If industry hullabaloo is anything to go by – and it usually is – the great British hope at this year’s Oscars will be The Theory Of Everything, the biopic of Stephen Hawking that hits cinemas on 1 January.
Most of the plaudits thus far have been directed at Eddie Redmayne, whose portrayal of the scientist with motor neuron disease is one of the most remarkable performances you’ll see in the cinema next year.
But as Redmayne himself told Esquire recently, it’s his co-star Felicity Jones, playing Hawking’s first wife Jane, who is many ways the more impressive presence in the film.
There are several pivotal scenes, such as one where the couple acknowledge they’re relationship is coming to an end, the 31-year-old has to carry almost on her own, acting beside someone whose expressions are limited to moving an eyebrow.
“Some days were hard,” she admits when we meet in London’s Claridge’s hotel, where she is wearing a purple and black mini dress and looking surprisingly glamorous for a morning spent talking to journalists.
“But Eddie and I had got to the point where we were reading each other very well, so it made doing those scenes a lot easier.”
Batting away the compliment is typical of Jones, who like her co-star embodies a very British ideal when it comes to celebrity. Polite and mannered, she has talent and beauty in spades that, of course, she far too demure to acknowledge.
Take for example the Oscars buzz.
When I first ask about it she goes in autopilot: “I love this film so much. James [Marsh, the director] made us such a part of the process. It felt very collaborative and I feel very invested in it on many levels. I’m just excited people care about it.”
But come on, doesn’t the film feel like a big moment for you personally?
“You can’t really define moments in your own life, can you? You just experience things as they happen,” she reasons.
“It’s lovely to have made something people have a visceral response to. It’s just very exciting. You don’t get to make films that are purely character-driven, it’s very rare, and so I am reveling in it, actually.”
The Theory Of Everything is based on Jane’s memoir of her and Stephen’s years together, and Jones and Redmayne – who met the (happily) divorced pair two months into filming – both undertook the challenge of portraying a real life couple with a grave sense of responsibility. They were very fond of them.
“I remember saying to Eddie a couple of months after shooting had ended: I am still thinking about Jane! It takes a bit of time to rediscover who you are afterwards” she says.
“Jane has an certain energy and eccentricity I wanted to capture. She has this incredibly idiosyncratic way of moving and talking. I wanted her to feel almost like a ballerina, like she was dancing through the first act [when her and Hawking meet as students]. But I also loved playing her later, after 25 years caring for Stephen, when her sense of humour has become more caustic after all the prejudice they experience.”
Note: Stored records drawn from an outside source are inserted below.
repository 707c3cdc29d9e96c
pub mod mock;
pub mod error;
pub mod row;
pub mod value;

// Common type aliases
pub type RowOffset = u64;

// On-disk widths
pub const INT_WIDTH: usize = 8; // u64, little-endian
pub const VARCHAR_UNIT_WIDTH: usize = 2; // one UTF-16 code unit
pub const INDEX_ENTRY_SIZE: usize = 16; // key (8 bytes) + offset (8 bytes)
Despite a script that occasionally seems at pains to portray the first Mrs. Hawking as positively as possible, Jones captures her journey from spirited student to embattled wife, mother and carer with a restraint and subtlety that shows why she has long been marked out as one of our most exciting acting talents (as acknowledged by her Golden Globe nomination last week).
Her breakout role came back in 2011 alongside Jennifer Lawrence in romantic drama Like Crazy. It earned her recognition at Sundance, and led to supporting roles in Ricky Gervais comedy Cemetery Junction and Spider-Man 2 in recent years.
But it is The Theory Of Everything which is being tipped to catapult both its leads to a new level of stardom. If that happens, what next?
“I’d love to do more comedy,” she says, half joking.
“It’d just be nice to go into work and not be crying every day. Some broad slapstick would be great. Falling over banana skins would be wonderful.”
Not a million miles off, by the sound of it, is her next project, an action film with Nicholas Hoult, Ben Kinglsey and Anthony Hopkins called Autobahn that, she says, had her “jumping off buildings, dying my hair blonde and hitting someone over the head with a suitcase.”
Sounds like fun, but are enough big, complex roles like Jane being written for women?
“I feel like I personally have been lucky,” she replies, measured and diplomatic.
“If the part isn’t always there on the page, I’ve had good relationships with writers where there’s an openness to bring more to the role.
“But you know, Reese Witherspoon is producing Wild, Angelina Jolie is now directing. That’s really important, to have women in those roles. There will be more great female parts, the more that happens.”
Let’s hope she’s right. But before that, possible Oscar glory. Just don’t talk about it yet.